Celui que de nombreux juristes n’hésitaient pas alors à qualifier de « criminel de guerre » -notamment en raison de son rôle dans le massacre de Sabra et Chatila- a vu ses partisans en France organiser cette cérémonie pro-israélienne digne d’une « union sacrée ».
Quelque peu hué au début du rassemblement, l’ex-premier secrétaire du PS aurait « indiqué l’attachement des socialistes à l’Etat d’Israël depuis 1948, et reconnu la tardive prise de conscience de la vague d’antisémitisme par le gouvernement de Lionel Jospin » selon le site Guysen Israël News.

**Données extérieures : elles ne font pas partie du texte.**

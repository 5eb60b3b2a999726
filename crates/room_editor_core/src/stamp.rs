//! Footprint arrays
//!
//! A [`Stamp`] is a small row-major cell array with the same encoding as the
//! layer grid: `0` is free, a tile id marks the anchor (lower-left) cell of a
//! tile, and [`OCCUPIED_CELL`] marks the rest of that tile's footprint.

use crate::tile::{TileId, EMPTY_CELL, OCCUPIED_CELL};

#[derive(Debug, Clone, PartialEq, Eq, Hash)]
pub struct Stamp {
    width: u32,
    height: u32,
    cells: Vec<u32>,
}

impl Stamp {
    /// An all-free stamp
    pub fn new(width: u32, height: u32) -> Self {
        Self {
            width,
            height,
            cells: vec![EMPTY_CELL; width as usize * height as usize],
        }
    }

    /// The footprint array of a single tile
    pub fn for_tile(tile: TileId, footprint: (u32, u32)) -> Self {
        let mut stamp = Self::new(footprint.0, footprint.1);
        stamp.place_tile((0, 0), tile, footprint);
        stamp
    }

    /// Wrap raw cells; `None` if the length does not match
    pub fn from_cells(width: u32, height: u32, cells: Vec<u32>) -> Option<Self> {
        if (width as usize).checked_mul(height as usize) != Some(cells.len()) {
            return None;
        }
        Some(Self {
            width,
            height,
            cells,
        })
    }

    pub fn width(&self) -> u32 {
        self.width
    }

    pub fn height(&self) -> u32 {
        self.height
    }

    pub fn size(&self) -> (u32, u32) {
        (self.width, self.height)
    }

    pub fn cells(&self) -> &[u32] {
        &self.cells
    }

    fn index(&self, x: u32, y: u32) -> Option<usize> {
        if x < self.width && y < self.height {
            Some(y as usize * self.width as usize + x as usize)
        } else {
            None
        }
    }

    /// Cell value, free outside the stamp
    pub fn get(&self, x: u32, y: u32) -> u32 {
        self.index(x, y).map_or(EMPTY_CELL, |i| self.cells[i])
    }

    pub fn set(&mut self, x: u32, y: u32, value: u32) {
        if let Some(i) = self.index(x, y) {
            self.cells[i] = value;
        }
    }

    /// Write a tile's footprint with its anchor at `offset`, clipped to the stamp
    pub fn place_tile(&mut self, offset: (u32, u32), tile: TileId, footprint: (u32, u32)) {
        for dy in 0..footprint.1 {
            for dx in 0..footprint.0 {
                let value = if dx == 0 && dy == 0 {
                    tile
                } else {
                    OCCUPIED_CELL
                };
                self.set(offset.0 + dx, offset.1 + dy, value);
            }
        }
    }

    pub fn is_blank(&self) -> bool {
        self.cells.iter().all(|&c| c == EMPTY_CELL)
    }

    /// Non-free cells as ((x, y), value)
    pub fn occupied(&self) -> impl Iterator<Item = ((u32, u32), u32)> + '_ {
        let width = self.width;
        self.cells
            .iter()
            .enumerate()
            .filter(|&(_, &c)| c != EMPTY_CELL)
            .map(move |(i, &c)| (((i as u32) % width, (i as u32) / width), c))
    }

    /// Anchor cells as ((x, y), tile id)
    pub fn anchors(&self) -> impl Iterator<Item = ((u32, u32), TileId)> + '_ {
        self.occupied().filter(|(_, c)| *c != OCCUPIED_CELL)
    }
}

#[cfg(test)]
mod tests {
    use super::*;

    #[test]
    fn test_tile_stamp_encoding() {
        let stamp = Stamp::for_tile(3, (2, 2));
        assert_eq!(stamp.cells(), &[3, OCCUPIED_CELL, OCCUPIED_CELL, OCCUPIED_CELL]);
        assert_eq!(stamp.anchors().collect::<Vec<_>>(), vec![((0, 0), 3)]);
    }

    #[test]
    fn test_place_tile_clips() {
        let mut stamp = Stamp::new(3, 1);
        stamp.place_tile((2, 0), 7, (2, 2));
        assert_eq!(stamp.cells(), &[0, 0, 7]);
        assert_eq!(stamp.get(5, 5), EMPTY_CELL);
    }

    #[test]
    fn test_occupied_positions_are_row_major() {
        let mut stamp = Stamp::new(3, 2);
        stamp.place_tile((0, 0), 1, (1, 1));
        stamp.place_tile((1, 1), 2, (2, 1));

        let occupied: Vec<_> = stamp.occupied().collect();
        assert_eq!(
            occupied,
            vec![((0, 0), 1), ((1, 1), 2), ((2, 1), OCCUPIED_CELL)]
        );
        assert!(!stamp.is_blank());
        assert!(Stamp::new(2, 2).is_blank());
    }

    #[test]
    fn test_from_cells_checks_length() {
        assert!(Stamp::from_cells(2, 2, vec![0; 3]).is_none());
        let stamp = Stamp::from_cells(2, 1, vec![4, 0]).unwrap();
        assert_eq!(stamp.get(0, 0), 4);
    }
}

Affiché conjointement dès 2003, ce soutien théâtralisé de Nicolas Sarkozy et François Hollande au régime israélien préfigure finalement l’analyse formulée lors de la convention nationale du CRIF -en novembre dernier- par le politologue Denis Charbit, enseignant à Tel Aviv :« Pas de vote juif aux prochaines présidentielles autour du rapport à Israël, car Hollande et Sarkozy représentent l’aile pro-israélienne dans leur camp respectif.
Il en eut été autrement si Aubry avait affronté Sarkozy ou encore si Hollande avait eu en face de lui Juppé (ou de Villepin) ».